Given genetic engineering’s lengthy development cycle, it seems natural to view the more advanced technology needed for personal evolution as a distant fantasy. After all, this would require either superior alternatives to human bodies or the ability to reconfigure living bodies at the sub-cellular level – themes of only the most speculative science fiction. Nanotechnology – the nascent field of engineering materials and devices at molecular scales – can conceivably meet these specifications. But despite the accelerating progress that is starting to make nanotechnology a household word, humans are poorly suited for engineering the level of complexity and control needed for these advanced applications; we are evolved for activities of a completely different magnitude. (For instance, manufacturing trillions of multipurpose medical nanobots might be “easy” compared to making them all operate intelligently.)
Even so, the formidable barriers of advanced technology may fall easily if, instead of confronting them directly, we first build on our unique evolutionary legacy of general intelligence. The ad-hoc intellectual orchestra improvised by natural selection could almost certainly be outperformed by one assembled intelligently from the beginning. The creation of artificial general intelligence (AGI) represents a unique and formidable challenge, but holds tremendous promise as a way of playing to our greatest strength and augmenting it. In fact, the moment we achieve greater intelligence has such “singular” significance that futurists refer to it as the Singularity.

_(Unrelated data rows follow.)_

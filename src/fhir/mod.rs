//! FHIR-specific extractors and senders
//!
//! - [`ResourceExtractor`]: GET a resource or bundle from the server
//! - [`BundleSender`]: POST whole bundle files
//! - [`RecordSender`]: PUT NDJSON records one by one

mod bundle_sender;
mod extractor;
mod record_sender;

pub use bundle_sender::{BundleSender, PreparedBundle};
pub use extractor::{ResourceExtractor, resources_from_document};
pub use record_sender::{DEFAULT_MAX_OK_STATUS, RecordSender, record_key};
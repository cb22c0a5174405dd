use base64::Engine;

/// Credentials presented to the FHIR server
#[derive(Clone)]
pub enum Auth {
    /// Use a bearer token via the Authorization header
    Bearer(String),
    /// Use username and password authentication via Basic Auth headers
    Basic(String, String),
    /// Don't use any authentication
    None,
}

impl Auth {
    pub fn new(
        token: Option<String>,
        username: Option<String>,
        password: Option<String>,
    ) -> Self {
        match (token, username, password) {
            (Some(token), _, _) => Self::Bearer(token),
            (None, Some(username), Some(password)) => Self::Basic(username, password),
            _ => Self::None,
        }
    }

    /// Value for the `Authorization` header, if any
    pub fn header_value(&self) -> Option<String> {
        match self {
            Self::Bearer(token) => Some(format!("Bearer {}", token)),
            Self::Basic(username, password) => {
                let credentials = base64::engine::general_purpose::STANDARD
                    .encode(format!("{}:{}", username, password));
                Some(format!("Basic {}", credentials))
            }
            Self::None => None,
        }
    }
}

impl std::fmt::Display for Auth {
    fn fmt(&self, f: &mut std::fmt::Formatter<'_>) -> std::fmt::Result {
        match self {
            Self::Bearer(_) => write!(f, "Bearer"),
            Self::Basic(_, _) => write!(f, "Basic"),
            Self::None => write!(f, "None"),
        }
    }
}

#[cfg(test)]
mod tests {
    use super::*;

    #[test]
    fn test_token_wins() {
        let auth = Auth::new(
            Some("abc".to_string()),
            Some("user".to_string()),
            Some("pass".to_string()),
        );
        assert_eq!(auth.header_value().as_deref(), Some("Bearer abc"));
    }

    #[test]
    fn test_basic_encoding() {
        let auth = Auth::new(None, Some("user".to_string()), Some("pass".to_string()));
        assert_eq!(auth.to_string(), "Basic");
        assert_eq!(auth.header_value().as_deref(), Some("Basic dXNlcjpwYXNz"));
    }

    #[test]
    fn test_incomplete_basic_is_none() {
        let auth = Auth::new(None, Some("user".to_string()), None);
        assert!(auth.header_value().is_none());
        assert_eq!(auth.to_string(), "None");
    }
}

An adequately designed AGI could provide enormous assistance in the design of still more intelligent minds – a process that can be repeated in a self-reinforcing cycle. An AGI could also stand squarely outside the survival-promoting distortions that evolution has built into our thought processes, but at the same time possess a sympathetic respect for human ethics – a trait called Friendliness by some researchers. These new kinds of minds – free, capable, and compassionate to an unparalleled degree – would be invaluable partners in safely mastering technologies that can make personal evolution a reality.
Admittedly, opening a mind-and-body shop will probably not be the most urgent service performed by any Friendly AI. Indeed, it is the suffering of millions from potentially curable diseases and social conditions that should be making Friendly AI a world-wide research priority. (Many experts believe that AGI can be created in one or two decades with just a fraction of the funding devoted to causes like cancer research.) But initiating the transhuman destiny of homo sapiens sapiens is perhaps the most significant long-term achievement we can imagine; after that, who can say what dreams and challenges await?
We presently live in a beautiful-but-indifferent world where death and hardship are the norm. Adversity is, after all, the driving force behind natural selection. But as if that weren’t enough, evolution has tragically engineered us not to experience lasting happiness, but to restlessly tend insatiable appetites in the service of our genes. With help from Friendly new minds, however, the enduring frustrations of the human condition can be severed as the cold strings of a mindless puppeteer. The creation of greater intelligence is the first step towards evolution by choice: the freedom to create our own better selves.